そんなあるとき、彼に「洗面所のタオル変えてもいい?」とタオルの収納場所を聞かれ、「本棚の隣だよ」と教えると……。彼は間違えて別の棚を開けてしまいました。
そこは食品パントリーで、中にはカップラーメンやレトルトカレーなどのインスタント食品がいっぱい……。
彼から「手作り派」と思われていた私にとって、一番見られたくない棚を開けられてしまい、とても気まずい気分になりました。
棚を開けた彼は一瞬驚いた表情をしていましたが、明るい表情で「こういうものも食べるんだね」と言ってくれました。そして、彼が幼いころの話をしてくれたのです。彼の両親は共働きだったそうで、レトルト食品を食べる機会も多く、「あの味が体に染み込んでいて、大好き」と言います。

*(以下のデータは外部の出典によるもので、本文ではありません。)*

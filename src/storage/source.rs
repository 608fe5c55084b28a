//! Record sources that feed the sequencer.

use anyhow::{Context, Result};
use tracing::info;

use super::{schema, Pool};
use crate::sequencer::record::{Record, RecordData, RecordMeta};

/// A full, ordered scan over the monthly aggregate rows.
///
/// Rows are delivered grouped by `(asn, loc)` pair, months ascending within a
/// pair. The scan runs on the calling thread and may block on I/O.
pub trait RecordSource: Send {
    /// Call `visit` for each row until the rows run out or `visit` returns
    /// `false`. Stopping early is not an error.
    fn read_rows(&mut self, visit: &mut dyn FnMut(Record) -> bool) -> Result<()>;
}

/// In-memory rows, already in delivery order.
impl RecordSource for Vec<Record> {
    fn read_rows(&mut self, visit: &mut dyn FnMut(Record) -> bool) -> Result<()> {
        for record in self.drain(..) {
            if !visit(record) {
                break;
            }
        }
        Ok(())
    }
}

/// Scans one table of the SQLite store.
pub struct SqliteSource {
    pool: Pool,
    table: String,
}

impl SqliteSource {
    pub fn new(pool: Pool, table: &str) -> Result<Self> {
        schema::check_table_name(table)?;
        Ok(Self {
            pool,
            table: table.to_string(),
        })
    }
}

impl RecordSource for SqliteSource {
    fn read_rows(&mut self, visit: &mut dyn FnMut(Record) -> bool) -> Result<()> {
        let conn = self.pool.get().context("Failed to get DB connection")?;
        let mut stmt = conn.prepare(&format!(
            "SELECT client_asn_number, client_location_key, date, count, download_speed_mbps_median
             FROM {} ORDER BY client_asn_number, client_location_key, date",
            self.table
        ))?;

        let mut rows = stmt.query([])?;
        let mut scanned = 0u64;
        while let Some(row) = rows.next().context("Failed to read row")? {
            let record = Record {
                meta: RecordMeta {
                    asn: row.get(0)?,
                    loc: row.get(1)?,
                    date: row.get(2)?,
                },
                data: RecordData {
                    count: row.get(3)?,
                    download: row.get(4)?,
                },
            };
            scanned += 1;
            if !visit(record) {
                break;
            }
        }

        info!(table = %self.table, rows = scanned, "table scan finished");
        Ok(())
    }
}
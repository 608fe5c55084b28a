//! Producer/consumer wiring between a record source and the drop detector.
//!
//! The producer drains the source on the blocking pool and feeds a
//! [`SequenceBuilder`]; finished series cross a bounded channel to the
//! consumer, which analyses one series at a time and hands each incident to
//! a callback. The channel closing is the only end-of-stream signal, and the
//! producer's own result is always checked before the run is reported as
//! complete.

use std::num::NonZeroUsize;

use serde::Serialize;
use thiserror::Error;
use tokio::sync::mpsc;
use tokio::task::JoinHandle;
use tokio_util::sync::CancellationToken;
use tracing::{debug, error, info};

use crate::detect::{self, Incident};
use crate::sequencer::{self, BuilderStats, EntityKey, SequenceBuilder, SequenceError, Series};
use crate::storage::RecordSource;

#[derive(Debug, Error)]
pub enum PipelineError {
    #[error(transparent)]
    Sequence(#[from] SequenceError),

    #[error("record source failed: {0:#}")]
    Source(anyhow::Error),

    #[error("producer task failed")]
    Producer(#[from] tokio::task::JoinError),

    #[error("failed to write report")]
    Report(#[from] std::io::Error),

    #[error("run cancelled")]
    Cancelled,
}

/// What one run saw.
#[derive(Debug, Clone, Copy, Default, PartialEq, Eq, Serialize)]
pub struct RunSummary {
    pub records: u64,
    pub series: u64,
    pub series_analysed: u64,
    /// Series too short to hold a year-over-year comparison.
    pub series_skipped: u64,
    pub incidents: u64,
    pub malformed_counts: u64,
}

type Producer = JoinHandle<Result<BuilderStats, PipelineError>>;

fn spawn_producer<S>(
    mut source: S,
    mut builder: SequenceBuilder,
    cancel: CancellationToken,
) -> Producer
where
    S: RecordSource + 'static,
{
    tokio::task::spawn_blocking(move || {
        let mut failure = None;
        source
            .read_rows(&mut |record| {
                if cancel.is_cancelled() {
                    failure = Some(PipelineError::Cancelled);
                    return false;
                }
                match builder.process_record(record) {
                    Ok(()) => true,
                    Err(e) => {
                        failure = Some(e.into());
                        false
                    }
                }
            })
            .map_err(PipelineError::Source)?;

        if let Some(e) = failure {
            // `builder` drops with this closure, closing the queue without
            // emitting the in-flight series.
            return Err(e);
        }
        Ok(builder.finish()?)
    })
}

/// Close the queue and wait for the producer to notice.
async fn shut_down(rx: mpsc::Receiver<Series>, producer: Producer) {
    drop(rx);
    match producer.await {
        Ok(Ok(_))
        | Ok(Err(PipelineError::Cancelled))
        | Ok(Err(PipelineError::Sequence(SequenceError::QueueClosed))) => {}
        Ok(Err(e)) => debug!(error = %e, "producer failed during shutdown"),
        Err(e) => debug!(error = %e, "producer panicked during shutdown"),
    }
}

/// Run the full search over `source`, calling `on_incident` for every
/// incident in the order found.
///
/// Returns an error if the source fails, a record is malformed, the
/// callback fails, or `cancel` fires. Incidents already passed to the
/// callback are not retracted.
pub async fn run<S, F>(
    source: S,
    queue_capacity: NonZeroUsize,
    cancel: CancellationToken,
    mut on_incident: F,
) -> Result<RunSummary, PipelineError>
where
    S: RecordSource + 'static,
    F: FnMut(&EntityKey, &Incident) -> Result<(), PipelineError>,
{
    let (builder, mut rx) = sequencer::channel(queue_capacity);
    let producer = spawn_producer(source, builder, cancel.clone());
    let mut summary = RunSummary::default();

    loop {
        let next = tokio::select! {
            biased;
            _ = cancel.cancelled() => None,
            series = rx.recv() => Some(series),
        };
        let series = match next {
            None => {
                info!("cancellation requested, stopping");
                shut_down(rx, producer).await;
                return Err(PipelineError::Cancelled);
            }
            Some(None) => break,
            Some(Some(series)) => series,
        };

        summary.series += 1;
        if !detect::has_enough_history(&series) {
            debug!(key = %series.key, months = series.len(), "series too short, skipping");
            summary.series_skipped += 1;
            continue;
        }

        summary.series_analysed += 1;
        let incidents = detect::find_performance_drops(&series);
        for incident in &incidents {
            if let Err(e) = on_incident(&series.key, incident) {
                shut_down(rx, producer).await;
                return Err(e);
            }
        }
        summary.incidents += incidents.len() as u64;
    }

    let stats = match producer.await? {
        Ok(stats) => stats,
        Err(e) => {
            error!(error = %e, "producer failed");
            return Err(e);
        }
    };
    summary.records = stats.records;
    summary.malformed_counts = stats.malformed_counts;

    info!(
        records = summary.records,
        series = summary.series,
        analysed = summary.series_analysed,
        skipped = summary.series_skipped,
        incidents = summary.incidents,
        malformed_counts = summary.malformed_counts,
        "search complete"
    );
    Ok(summary)
}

また、「花音ちゃんは、いつも体に気をつかった食事を用意してくれるから、レトルト食品の話はしにくかった」と教えてくれました。彼の話を聞いて、家庭的な女性アピールをすることに必死で私自身も無理をしていたことに気付かされたのです。
この事件が起きたのは結婚の話が出る前でしたが、お互いの価値観や本音を確認できて2人にとって大きな収穫となりました。その後結婚した私たち。お互いの仕事が忙しいときは、レトルト食品も活用しています。
交際中は、彼に「家庭的な女性」と思われたくて、手作りの料理にこだわりすぎていた時期もありました。パントリーを見られた瞬間は穴があったら入りたい気持ちでしたが、結果的にお互いのありのままをわかりあえるきっかけとなり、結婚にもつながりました。本当に大事な人の前では、見栄ばかり張らず自分らしくいることが大切だと感じた一件です。